mod api;
mod controller;
mod dto;
mod fixtures;
mod latency;

use crate::api::{AppConfig, AppServerConfig, app};
use anyhow::Result;
use std::env;
use std::path::PathBuf;
use tracing::{error, info};
use tracing_subscriber::EnvFilter;

#[tokio::main]
async fn main() -> Result<()> {
    tracing_subscriber::fmt()
        .with_env_filter(
            EnvFilter::try_from_default_env().unwrap_or_else(|_| EnvFilter::new("debug")),
        )
        .init();

    let server_config = AppServerConfig {
        listen: env::args()
            .find_map(|arg| arg.strip_prefix("--listen=").map(String::from))
            .unwrap_or("0.0.0.0:3000".to_string()),
        config_path: env::args()
            .find_map(|arg| arg.strip_prefix("--config-path=").map(PathBuf::from))
            .unwrap_or("config/config.toml".into()),
    };

    let config = AppConfig::load(&server_config.config_path)?;
    info!(
        "responses delayed by {}ms, simulated errors: {:?}",
        config.delay_ms, config.simulated_errors
    );
    let app = app(config);

    // run it
    let listener = tokio::net::TcpListener::bind(&server_config.listen).await?;
    info!("listening on {}", listener.local_addr()?);
    axum::serve(listener, app)
        .with_graceful_shutdown(shutdown_signal())
        .await?;
    Ok(())
}

async fn shutdown_signal() {
    match tokio::signal::ctrl_c().await {
        Ok(()) => info!("shutting down"),
        Err(err) => {
            error!("failed to listen for ctrl-c: {}", err);
            std::future::pending::<()>().await
        }
    }
}
use crate::dto::{
    DeviceFlow, ErrorPage, SessionCookie, TenantFlags, TenantSettings, TenantSummary,
};
use crate::fixtures::FamilyFixtures;

const TENANT_ID: &str = "dev-ofzd5p1b";
const FRIENDLY_NAME: &str = "Telkom Domain";

pub fn fixtures() -> FamilyFixtures<TenantSummary, TenantSettings> {
    let details = TenantSettings {
        friendly_name: FRIENDLY_NAME.to_string(),
        picture_url: "https://cdn.auth0.com/styleguide/components/1.0.8/media/logos/img/badge.png"
            .to_string(),
        support_email: "support@dev-ofzd5p1b.example.com".to_string(),
        support_url: "https://dev-ofzd5p1b.example.com/support".to_string(),
        default_audience: String::new(),
        default_directory: "Username-Password-Authentication".to_string(),
        error_page: ErrorPage {
            html: String::new(),
            show_log_link: false,
            url: "http://mycompany.com/error/".to_string(),
        },
        device_flow: DeviceFlow {
            charset: "base20".to_string(),
            mask: "****-****".to_string(),
        },
        flags: TenantFlags {
            enable_client_connections: true,
            enable_apis_section: true,
            enable_public_signup_user_exists_error: false,
            disable_clickjack_protection_headers: false,
            universal_login: true,
        },
        allowed_logout_urls: vec!["http://localhost:8080".to_string()],
        session_lifetime: 168,
        idle_session_lifetime: 72,
        sandbox_version: "12".to_string(),
        sandbox_versions_available: vec!["12".to_string(), "16".to_string()],
        default_redirection_uri: String::new(),
        enabled_locales: vec!["en".to_string()],
        session_cookie: SessionCookie {
            mode: "persistent".to_string(),
        },
        tenant_id: TENANT_ID.to_string(),
    };
    let edited = TenantSettings {
        friendly_name: format!("{} edited", FRIENDLY_NAME),
        support_url: "https://dev-ofzd5p1b-edited.example.com/support".to_string(),
        ..details.clone()
    };

    FamilyFixtures {
        list: vec![TenantSummary {
            tenant_id: TENANT_ID.to_string(),
            friendly_name: FRIENDLY_NAME.to_string(),
            region: "au".to_string(),
            environment_tag: "Development".to_string(),
        }],
        details,
        edited,
    }
}
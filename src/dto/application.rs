use serde::{Deserialize, Serialize};

#[derive(Clone, Default, Debug, PartialEq, Serialize, Deserialize)]
pub struct ApplicationSummary {
    pub id: String,
    pub client_id: String,
    pub name: String,
    pub app_type: String,
    pub logo_url: String,
}

#[derive(Clone, Default, Debug, PartialEq, Serialize, Deserialize)]
pub struct ApplicationDetails {
    pub id: String,
    pub client_id: String,
    pub client_secret: String,
    pub name: String,
    pub description: String,
    pub app_type: String,
    pub logo_url: String,
    pub domain: String,
    pub token_endpoint_auth_method: String,
    pub allowed_callback_urls: Vec<String>,
    pub allowed_logout_urls: Vec<String>,
    pub allowed_web_origins: Vec<String>,
    pub tenant_id: String,
}
use crate::dto::{ApplicationDetails, ApplicationSummary};
use crate::fixtures::FamilyFixtures;

const APP_ID: &str = "60dad7c1dff9a6003e8ef701";
const CLIENT_ID: &str = "6XbLBxnKtMOeFfPpcqVJj6e8CmxvBgMb";
const NAME: &str = "Default App";
const APP_TYPE: &str = "Single Page Application";
const LOGO_URL: &str = "https://cdn.auth0.com/manhattan/versions/1.3226.0/assets/spa.svg";
const TENANT_ID: &str = "dev-ofzd5p1b";

pub fn fixtures() -> FamilyFixtures<ApplicationSummary, ApplicationDetails> {
    let details = ApplicationDetails {
        id: APP_ID.to_string(),
        client_id: CLIENT_ID.to_string(),
        client_secret: "Vg0Ea1xTYi9oR2XvVb3CJ7hzW5sLk8NqPd4uFmAy6rKtEcHnSjQwIgZoBlDeMfTx".to_string(),
        name: NAME.to_string(),
        description: "Single page application for the tenant dashboard".to_string(),
        app_type: APP_TYPE.to_string(),
        logo_url: LOGO_URL.to_string(),
        domain: "dev-r5y8heyf.au.auth0.com".to_string(),
        token_endpoint_auth_method: "none".to_string(),
        allowed_callback_urls: vec!["http://localhost:8080/callback".to_string()],
        allowed_logout_urls: vec!["http://localhost:8080".to_string()],
        allowed_web_origins: vec!["http://localhost:8080".to_string()],
        tenant_id: TENANT_ID.to_string(),
    };
    let edited = ApplicationDetails {
        name: format!("{} edited", NAME),
        domain: "dev-r5y8heyf-edited.au.auth0.com".to_string(),
        ..details.clone()
    };

    FamilyFixtures {
        list: vec![
            ApplicationSummary {
                id: APP_ID.to_string(),
                client_id: CLIENT_ID.to_string(),
                name: NAME.to_string(),
                app_type: APP_TYPE.to_string(),
                logo_url: LOGO_URL.to_string(),
            },
            ApplicationSummary {
                id: "60dad7c1dff9a6003e8ef702".to_string(),
                client_id: "kJ2mQx7TfR4nVb9LwZc1YhG8sPdE3uAo".to_string(),
                name: "API Explorer Application".to_string(),
                app_type: "Machine to Machine".to_string(),
                logo_url: "https://cdn.auth0.com/manhattan/versions/1.3226.0/assets/non_interactive.svg"
                    .to_string(),
            },
        ],
        details,
        edited,
    }
}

- [Exercise objective]: When a line in the records above holds "args", that line is to be reported.

- [Response box]:
        listen: env::args()
        config_path: env::args()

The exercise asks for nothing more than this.